Monday, September 19, 2011

Tonight, I found myself in a Muncie bar called Be Here Now surrounded by plaid shirts, glasses, afro’s and beers. (I may have been cooler if I wrote my natural hair natural instead of straightening it. Next time, lol.)

As a creative writing minor, I felt like I needed to do more things in regards to creative writing. I joined the writer’s community at Ball State, and they told us about this shindig. This is my first poetry reading I’ve been too (except for this artist thing cru did where they asked artist and poets to share their views about Christianity), and the last three writers were really good. There was a spoken word poet who was so active on stage. Someone did Blackout poetry and it was pretty cool. I love blackout poetry because it causes you to be more creative because you have limited words.

The photo is of Analesia, a creative writing major at ball state who I had a class with once and who is part of the Writers Community.

I want to become a better creative writer. I think I will submit something to The Broken Plate and read thing at The Writers Community.

And, just because I haven't posted my face in a while, here I am. This awkward myspace photo shows that I still exist.

Sunday, September 18, 2011

I have a crush on trees

It was beautiful outside today, but after Church I found myself back inside my room. Bad decision, especially sence Summer only has a few more days left for us. The Sun said she's gonna shine whether i choose to enjoy it or not.

But it wasn’t the sun that stared me down from my window this afternoon. It was the tress and the way the light shone off of their leaves as they stubbornly held onto to the same brilliant green they sported in early may. Those leaves think that color will last forever. They swayed in the wind outside my window, showing off, flirting.

But I didn’t go out. Not this time. Don’t get me wrong, I love Summer. But she’s dying and those leaves are too.
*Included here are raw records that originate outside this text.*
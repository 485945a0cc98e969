//! Broadcast outcome history.

use bot_core::BroadcastStat;
use sqlx::SqlitePool;

use crate::error::Result;
use crate::models::BroadcastStatRecord;

/// Limit used when the caller asks for zero rows.
pub const DEFAULT_RECENT_LIMIT: usize = bot_core::DEFAULT_RECENT_STATS;

/// Append a broadcast outcome.
pub async fn insert_stat(pool: &SqlitePool, stat: &BroadcastStat) -> Result<i64> {
    let result = sqlx::query(
        r#"
        INSERT INTO broadcast_stats (total, sent, failed, created_at)
        VALUES (?, ?, ?, ?)
        "#,
    )
    .bind(i64::from(stat.total))
    .bind(i64::from(stat.sent))
    .bind(i64::from(stat.failed))
    .bind(stat.created_at)
    .execute(pool)
    .await?;

    Ok(result.last_insert_rowid())
}

/// The most recent outcomes, newest first.
pub async fn list_recent(pool: &SqlitePool, limit: usize) -> Result<Vec<BroadcastStatRecord>> {
    let limit = if limit == 0 { DEFAULT_RECENT_LIMIT } else { limit };
    let rows = sqlx::query_as::<_, BroadcastStatRecord>(
        r#"
        SELECT id, total, sent, failed, created_at
        FROM broadcast_stats
        ORDER BY id DESC
        LIMIT ?
        "#,
    )
    .bind(i64::try_from(limit).unwrap_or(i64::MAX))
    .fetch_all(pool)
    .await?;

    Ok(rows)
}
I don’t want to get too attached to the Trees. When the cold wind creeps in no amount of determination will keep the green from turning brown. If I were to spend time with the Trees now, it would be as if a friend died instead of a stranger.

anxiety cat

I'm pretty sure I have anxiety now because I can relate to everything on the anxiety cat meme. Now i'll be anxious about possibly having anxiety.







Especially that last one. My first thought when someone comes back later than they told me they would come back from a place is that something tragic happened.

Jesus Music

So in church today, I watched a mostly white worship band try to play Kirk Franklin. (And they were actually really good.) But anyway, I just wanted to make a post about music. Worship music to be exact. I love music in general, and I love all types of music. So i wanted to share some little-known Jesus music or all kinds on my blog. Have a listen.


1. Gungor- You Have me.



I guess i'd classify this as folk music? I have been listening to a lot of Gungor lately. Their entire Beautiful Things CD is amazing, but this song just has my heart. Also listen to "Dry Bones" "Can not keep you" "God is not a white man" and "Beautiful Things."


2. The Washington Projects- you are beautiful



Moving on to R&B, have a listen to this beautiful song by The Washington Projects. Also listen to 'light up the dark' and 'you are my world.'


3. Gritz- ohh ahh



This Moving on to hip-hop, lets take a look at gritz! Such a good song.

4. Brooke Fraser- Love where is your fire



Moving into pop music, Brooke Fraser is awesome. Just listen.

5. The Rocket Summer- light



And now for rock, I'm kind of mad that i can't find a recording of this song on youtube except this hard to hear live version, because its a beautiful song. I'm not sure if this a a 'christen band' by definition but a lot of his songs have christ like themes in it, and this is song is amazing.

6. Tye Tribbett- Replace me



And now for Gospel, Tye Tribbett is amazing. Just listen.

7. The Arrows- Next Time



I don't really know what type of music to classify The Arrows in. But I like them. If you have't heard their song 'in the words of satan' look that one up on youtube as well.

8. Flyleaf- In The Dark



So I guess flyleaf would be considered rock, but a harder version of rock. Anyway, I love them. Their lyrics are so good. Just listen to the whole Memento Mori CD.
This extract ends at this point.